Data records:

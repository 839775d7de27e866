//! Wrapper state machine
//!
//! The controller never touches the platform. Each event moves it between
//! phases and yields the effects the shell has to carry out, in order:
//!
//! ```text
//! Starting --IconResolved--> Running --ChildExited/CloseRequested--> Exiting
//! Exiting --WindowDestroyed--> Terminated
//! ```
//!
//! Keeping effects out of the controller lets the window procedure finish
//! its borrow before running them, since destroying the window re-enters
//! the window procedure with `WindowDestroyed`.

use crate::event::{Effect, Event};
use tracing::{debug, info, warn};

#[derive(Debug, Clone, Copy, PartialEq, Eq)]
pub enum Phase {
    /// Window and indicator exist, icon not yet applied
    Starting,
    Running,
    /// Teardown requested, waiting for the window to go away
    Exiting,
    Terminated,
}

/// Effects produced by handling one event
pub type Effects = Vec<Effect>;

#[derive(Debug)]
pub struct Controller {
    phase: Phase,
}

impl Default for Controller {
    fn default() -> Self {
        Self::new()
    }
}

impl Controller {
    pub fn new() -> Self {
        Self {
            phase: Phase::Starting,
        }
    }

    pub fn phase(&self) -> Phase {
        self.phase
    }

    pub fn is_terminated(&self) -> bool {
        self.phase == Phase::Terminated
    }

    /// Advance the state machine by one event
    pub fn handle(&mut self, event: Event) -> Effects {
        debug!("Handling {:?} in {:?}", event, self.phase);

        let (next, effects) = match (self.phase, event) {
            (Phase::Starting, Event::IconResolved) => (Phase::Running, vec![Effect::ApplyIcon]),

            (Phase::Starting | Phase::Running, Event::ChildExited) => {
                info!("Child exited, tearing down the window");
                (
                    Phase::Exiting,
                    vec![Effect::DestroyIndicator, Effect::DestroyWindow],
                )
            }

            (Phase::Running, Event::ToggleRequested) => {
                (Phase::Running, vec![Effect::ToggleConsole])
            }

            (Phase::Running, Event::CloseRequested) => {
                info!("Close requested, terminating the child");
                (
                    Phase::Exiting,
                    vec![
                        Effect::TerminateChild,
                        Effect::DestroyIndicator,
                        Effect::DestroyWindow,
                    ],
                )
            }

            (Phase::Running, Event::ShellRestarted) => {
                (Phase::Running, vec![Effect::RestoreIndicator])
            }

            (Phase::Exiting, Event::WindowDestroyed) => (
                Phase::Terminated,
                vec![Effect::ReleaseIcon, Effect::StopLoop],
            ),

            (Phase::Starting | Phase::Running, Event::WindowDestroyed) => {
                // The platform took the window down on its own
                warn!("Window destroyed while {:?}", self.phase);
                (
                    Phase::Terminated,
                    vec![
                        Effect::DestroyIndicator,
                        Effect::ReleaseIcon,
                        Effect::StopLoop,
                    ],
                )
            }

            (Phase::Exiting | Phase::Terminated, Event::ChildExited) => {
                debug!("Ignoring repeated exit notification");
                (self.phase, Vec::new())
            }

            (
                Phase::Exiting | Phase::Terminated,
                Event::ToggleRequested | Event::CloseRequested | Event::ShellRestarted,
            ) => (self.phase, Vec::new()),

            (Phase::Terminated, Event::WindowDestroyed | Event::IconResolved)
            | (Phase::Exiting, Event::IconResolved) => {
                warn!("Unexpected {:?} after teardown", event);
                (self.phase, Vec::new())
            }

            (
                Phase::Starting,
                Event::ToggleRequested | Event::CloseRequested | Event::ShellRestarted,
            )
            | (Phase::Running, Event::IconResolved) => {
                debug_assert!(false, "{:?} is not valid while {:?}", event, self.phase);
                warn!("Dropping {:?} while {:?}", event, self.phase);
                (self.phase, Vec::new())
            }
        };

        if next != self.phase {
            info!("Phase {:?} -> {:?}", self.phase, next);
            self.phase = next;
        }

        effects
    }
}

#[cfg(test)]
mod tests {
    use super::*;

    fn running() -> Controller {
        let mut controller = Controller::new();
        assert_eq!(controller.handle(Event::IconResolved), vec![Effect::ApplyIcon]);
        controller
    }

    #[test]
    fn test_normal_lifecycle() {
        let mut controller = running();
        assert_eq!(controller.phase(), Phase::Running);

        assert_eq!(
            controller.handle(Event::ChildExited),
            vec![Effect::DestroyIndicator, Effect::DestroyWindow]
        );
        assert_eq!(controller.phase(), Phase::Exiting);

        assert_eq!(
            controller.handle(Event::WindowDestroyed),
            vec![Effect::ReleaseIcon, Effect::StopLoop]
        );
        assert!(controller.is_terminated());
    }

    #[test]
    fn test_toggle_only_while_running() {
        let mut controller = running();
        assert_eq!(
            controller.handle(Event::ToggleRequested),
            vec![Effect::ToggleConsole]
        );

        controller.handle(Event::ChildExited);
        assert!(controller.handle(Event::ToggleRequested).is_empty());
        assert_eq!(controller.phase(), Phase::Exiting);
    }

    #[test]
    fn test_repeated_exit_is_ignored() {
        let mut controller = running();
        controller.handle(Event::ChildExited);

        assert!(controller.handle(Event::ChildExited).is_empty());
        controller.handle(Event::WindowDestroyed);
        assert!(controller.handle(Event::ChildExited).is_empty());
        assert!(controller.is_terminated());
    }

    #[test]
    fn test_close_terminates_child_first() {
        let mut controller = running();
        assert_eq!(
            controller.handle(Event::CloseRequested),
            vec![
                Effect::TerminateChild,
                Effect::DestroyIndicator,
                Effect::DestroyWindow
            ]
        );

        // The terminated child's notification arrives afterwards
        assert!(controller.handle(Event::ChildExited).is_empty());
        assert_eq!(
            controller.handle(Event::WindowDestroyed),
            vec![Effect::ReleaseIcon, Effect::StopLoop]
        );
    }

    #[test]
    fn test_exit_before_icon_resolved() {
        let mut controller = Controller::new();
        assert_eq!(
            controller.handle(Event::ChildExited),
            vec![Effect::DestroyIndicator, Effect::DestroyWindow]
        );
        assert!(controller.handle(Event::IconResolved).is_empty());
        assert_eq!(controller.phase(), Phase::Exiting);
    }

    #[test]
    fn test_unexpected_window_destroy() {
        let mut controller = running();
        assert_eq!(
            controller.handle(Event::WindowDestroyed),
            vec![
                Effect::DestroyIndicator,
                Effect::ReleaseIcon,
                Effect::StopLoop
            ]
        );
        assert!(controller.is_terminated());
    }

    #[test]
    fn test_shell_restart_restores_indicator() {
        let mut controller = running();
        assert_eq!(
            controller.handle(Event::ShellRestarted),
            vec![Effect::RestoreIndicator]
        );
        assert_eq!(controller.phase(), Phase::Running);
    }

    #[test]
    #[cfg(debug_assertions)]
    #[should_panic(expected = "not valid while Starting")]
    fn test_toggle_before_running_asserts() {
        let mut controller = Controller::new();
        controller.handle(Event::ToggleRequested);
    }
}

* _What the task asks_: What is needed is a verbatim copy of every line in the records above from the one containing "#[derive(Debug)]" down to the one containing "let (next, effects)", both included, and nothing more.

* _Answer box_:
#[derive(Debug)]
pub struct Controller {
    phase: Phase,
}

impl Default for Controller {
    fn default() -> Self {
        Self::new()
    }
}

impl Controller {
    pub fn new() -> Self {
        Self {
            phase: Phase::Starting,
        }
    }

    pub fn phase(&self) -> Phase {
        self.phase
    }

    pub fn is_terminated(&self) -> bool {
        self.phase == Phase::Terminated
    }

    /// Advance the state machine by one event
    pub fn handle(&mut self, event: Event) -> Effects {
        debug!("Handling {:?} in {:?}", event, self.phase);

        let (next, effects) = match (self.phase, event) {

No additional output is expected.